SPU discusses activism through art
An illustration of an Osage boy named Steven stares into the angry Oklahoma sky, his messy dark haircut whipped by wind. In the distance, social turmoil boils where a funnel cloud forms.
The young Native American observes the oncoming storms that approach his land. This is the reservation his ancestors were pushed onto after the Louisiana purchase started the United State’s westward push, driving the Osage people to a tiny corner of the map of their homeland.
Like his ancestors, his story will be left out of history books.
This is the concept story that Tori Foster created for her senior art show project in 2017, a tale spurred by the discovery of the Osage nation story.
She shared the story on Friday, Feb. 1 at the presentation “Artistic Design as Activism for Social Change” in Seattle Pacific University’s Art Center Gallery, alongside two SPU professors, Laura Lasworth and Karen Gutowsky-Zimmerman.
The three women described various scenarios in which art had been used to create discussion amongst viewers, with the intention to communicate and start conversations rather than make judgements on an issue. Much of the art mentioned was made by the speakers themselves, and still more was by other artistic social activists.
“As a designer, I use design as a way to kind of craft a conversation, or to get people thinking about issues of concern and social justice,” Gutowsky-Zimmerman said.
She has worked with students in past projects, challenging social assumptions by designing games and journaling experiences aimed at student-driven understanding.
In one project, she paired students of different backgrounds, ethnicities and personalities and asked them to ask each other how they define themselves, how others define them and other personal questions.
They were asked to journal these thoughts and draw pictures of their partner each day for one month.
The end results of the project were compiled into a book, illustrating the relationships formed by the people, encouraging the deconstruction of preconceived notions about strangers.
“I just want to have conversations — conversations with people,” Gutowsky-Zimmerman said.
Foster’s activist approach analyzes the historical injustice that the Osage nation has faced, using art as her messenger. To her, the Osage story impelled personal unrest.
“I still don’t understand how it has been forgotten,” Foster said.
“But the emotional and mental turmoil that I had to address since coming across this narrative has been significant.”
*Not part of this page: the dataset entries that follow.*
impl EventStore {
    /// Creates an empty store that will persist to `path`. Nothing is written.
    #[must_use]
    pub fn new(path: impl Into<PathBuf>, max_events: usize, now_ms: i64) -> Self {
        Self {
            path: path.into(),
            max_events,
            state: SyncState::fresh(now_ms),
            events: Vec::new(),
            signatures: HashSet::new(),
            evicted: VecDeque::new(),
            evicted_set: HashSet::new(),
        }
    }

    /// Loads the store from `path`, then persists the cleaned result.
    ///
    /// A missing file yields an empty store with `monitorStartTime = now_ms`.
    /// A file that is not a cache at all (unreadable bytes, broken JSON, bad
    /// sync metadata) is renamed to `<file>.corrupt-<now_ms>` and replaced by
    /// an empty store. Individual records that do not parse are dropped with
    /// a warning. Duplicate signatures keep their first occurrence and records
    /// beyond `max_events` are evicted.
    ///
    /// # Errors
    ///
    /// Returns `MonitorError::StorageError` if the cleaned store cannot be
    /// written.
    pub fn load(path: impl Into<PathBuf>, max_events: usize, now_ms: i64) -> Result<Self> {
        let mut store = Self::new(path, max_events, now_ms);

        if store.path.exists() {
            let parsed = fs::read(&store.path)
                .map_err(|e| e.to_string())
                .and_then(|bytes| {
                    serde_json::from_slice::<LenientCacheFile>(&bytes).map_err(|e| e.to_string())
                });
            match parsed {
                Ok(file) => store.restore(file),
                Err(error) => store.quarantine(now_ms, &error),
            }
        } else {
            tracing::info!(path = %store.path.display(), "No cache file, starting fresh");
        }

        store.persist()?;
        Ok(store)
    }

    fn restore(&mut self, file: LenientCacheFile) {
        self.state = file.state;
        let (mut invalid, mut duplicates) = (0usize, 0usize);
        for (index, value) in file.events.into_iter().enumerate() {
            let record = match serde_json::from_value::<TradeRecord>(value) {
                Ok(record) => record,
                Err(e) => {
                    tracing::warn!(index, error = %e, "Dropping unreadable cached record");
                    invalid += 1;
                    continue;
                }
            };
            if self.signatures.insert(record.signature.clone()) {
                self.events.push(record);
            } else {
                duplicates += 1;
            }
        }
        if invalid > 0 || duplicates > 0 {
            tracing::warn!(invalid, duplicates, kept = self.events.len(), "Cleaned cache records");
        }
        self.enforce_capacity();
    }

    fn quarantine(&mut self, now_ms: i64, error: &str) {
        let quarantine = quarantine_path(&self.path, now_ms);
        tracing::error!(
            path = %self.path.display(),
            quarantine = %quarantine.display(),
            error,
            "Cache file is corrupt, starting with an empty store"
        );
        if let Err(e) = fs::rename(&self.path, &quarantine) {
            tracing::error!(
                path = %self.path.display(),
                error = %e,
                "Could not move corrupt cache aside, it will be overwritten"
            );
        }
    }

    /// Adds candidates whose signature is neither stored nor recently
    /// evicted, keeping their relative order, in front of the existing
    /// records. Returns how many were added; `totalEvents` grows by the same
    /// amount.
    pub fn merge_insert(&mut self, candidates: Vec<TradeRecord>) -> usize {
        let mut fresh: Vec<TradeRecord> = Vec::new();
        for record in candidates {
            if self.evicted_set.contains(&record.signature) {
                continue;
            }
            if self.signatures.insert(record.signature.clone()) {
                fresh.push(record);
            }
        }

        let added = fresh.len();
        if added > 0 {
            fresh.append(&mut self.events);
            self.events = fresh;
            self.state.total_events += added as u64;
        }
        added
    }

    /// Drops the oldest records beyond `max_size`; returns how many were
    /// dropped. Their signatures are remembered so they are not merged again.
    pub fn evict_if_over_capacity(&mut self, max_size: usize) -> usize {
        if self.events.len() <= max_size {
            return 0;
        }
        let evicted: Vec<TradeRecord> = self.events.split_off(max_size);
        let memory = self.max_events.max(MIN_EVICTED_MEMORY);
        for record in &evicted {
            self.signatures.remove(&record.signature);
            if self.evicted_set.insert(record.signature.clone()) {
                self.evicted.push_back(record.signature.clone());
            }
        }
        while self.evicted.len() > memory {
            if let Some(oldest) = self.evicted.pop_front() {
                self.evicted_set.remove(&oldest);
            }
        }
        evicted.len()
    }

    /// Whether `signature` was evicted recently enough to still be refused.
    #[must_use]
    pub fn was_evicted(&self, signature: &str) -> bool {
        self.evicted_set.contains(signature)
    }

    /// Drops records over the store's own cap.
    pub fn enforce_capacity(&mut self) -> usize {
        self.evict_if_over_capacity(self.max_events)
    }

    /// Sets (or clears) the listing cursor.
    pub fn set_cursor(&mut self, signature: Option<String>) {
        self.state.last_signature = signature;
    }

    /// Records a successful cycle.
    pub fn touch(&mut self, now_ms: i64) {
        self.state.last_update = now_ms;
    }

    /// Writes the whole store atomically.
    ///
    /// # Errors
    ///
    /// Returns `MonitorError::StorageError` on any filesystem failure; the
    /// previous cache file is left untouched in that case.
    pub fn persist(&self) -> Result<()> {
        #[derive(Serialize)]
        #[serde(rename_all = "camelCase")]
        struct CacheFileRef<'a> {
            #[serde(flatten)]
            state: &'a SyncState,
            events: &'a [TradeRecord],
        }

        if let Some(parent) = self.path.parent() {
            if !parent.as_os_str().is_empty() {
                fs::create_dir_all(parent)?;
            }
        }

        let json = serde_json::to_vec_pretty(&CacheFileRef {
            state: &self.state,
            events: &self.events,
        })?;

        let temp_path = temp_path(&self.path);
        let mut file = fs::File::create(&temp_path)?;
        file.write_all(&json)?;
        file.sync_all()?;
        drop(file);

        if let Err(e) = fs::rename(&temp_path, &self.path) {
            let _ = fs::remove_file(&temp_path);
            return Err(e.into());
        }
        Ok(())
    }

    #[must_use]
    pub fn snapshot(&self) -> StoreSnapshot {
        StoreSnapshot {
            state: self.state.clone(),
            events: Arc::new(self.events.clone()),
        }
    }

    #[must_use]
    pub fn state(&self) -> &SyncState {
        &self.state
    }

    /// Records, most recent first.
    #[must_use]
    pub fn events(&self) -> &[TradeRecord] {
        &self.events
    }

    #[must_use]
    pub fn contains(&self, signature: &str) -> bool {
        self.signatures.contains(signature)
    }

    #[must_use]
    pub fn len(&self) -> usize {
        self.events.len()
    }

    #[must_use]
    pub fn is_empty(&self) -> bool {
        self.events.is_empty()
    }

    #[must_use]
    pub fn path(&self) -> &Path {
        &self.path
    }

    #[must_use]
    pub fn max_events(&self) -> usize {
        self.max_events
    }
}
Like many other untold accounts of native lands being subject to American western expansion, the Osage land was reduced from expansive territory stretching into more than 10 midwestern states to a small section on the northern border of Oklahoma.
The native people were packed into a miniscule polygon on a map where disease soon spread and quality of living declined.
Then, a particularly large oil reservoir was found on the reservation. For a time, the Osage people were able to make profit from it.
Outside violence followed shortly after, in addition to new laws proclaiming white individuals as guardians of land based on the American assertion that the Osage people were unable to handle their growing finances. This meant that the money could be taken.
The Osage people were again stripped of the resources their land provided them.
“I was left wondering for a time what I, a white college student, could possibly do to understand or share my findings or even to take steps of reconciliation,” Fosters said.
Her account of the Osage history led into discussion of the character she created, the Osage boy who assumably experiences the era in which violence and financial injustice occurred.
Her art focuses on young Steven and other characters, telling his story from 1920s Oklahoma.
Through telling his story, she hopes to spread awareness of the story of the Osage people.
Dialogue is the goal.
A few topics of discussion that Gutowsky-Zimmerman found particularly pertinent to the Washington region included homelessness and children born in brothels.
These matters are directed at audiences in the form of visual arguments. They aim to gather a following of people who will care enough to speak up about relevant predicaments.
Foster found it difficult in the past to be an activist through her work. Eventually, she chose to speak out.
“For years, I was pretty dormant when it came to being aware of the issues,” she said.
“Even the smallest of steps can be a step in the right direction.”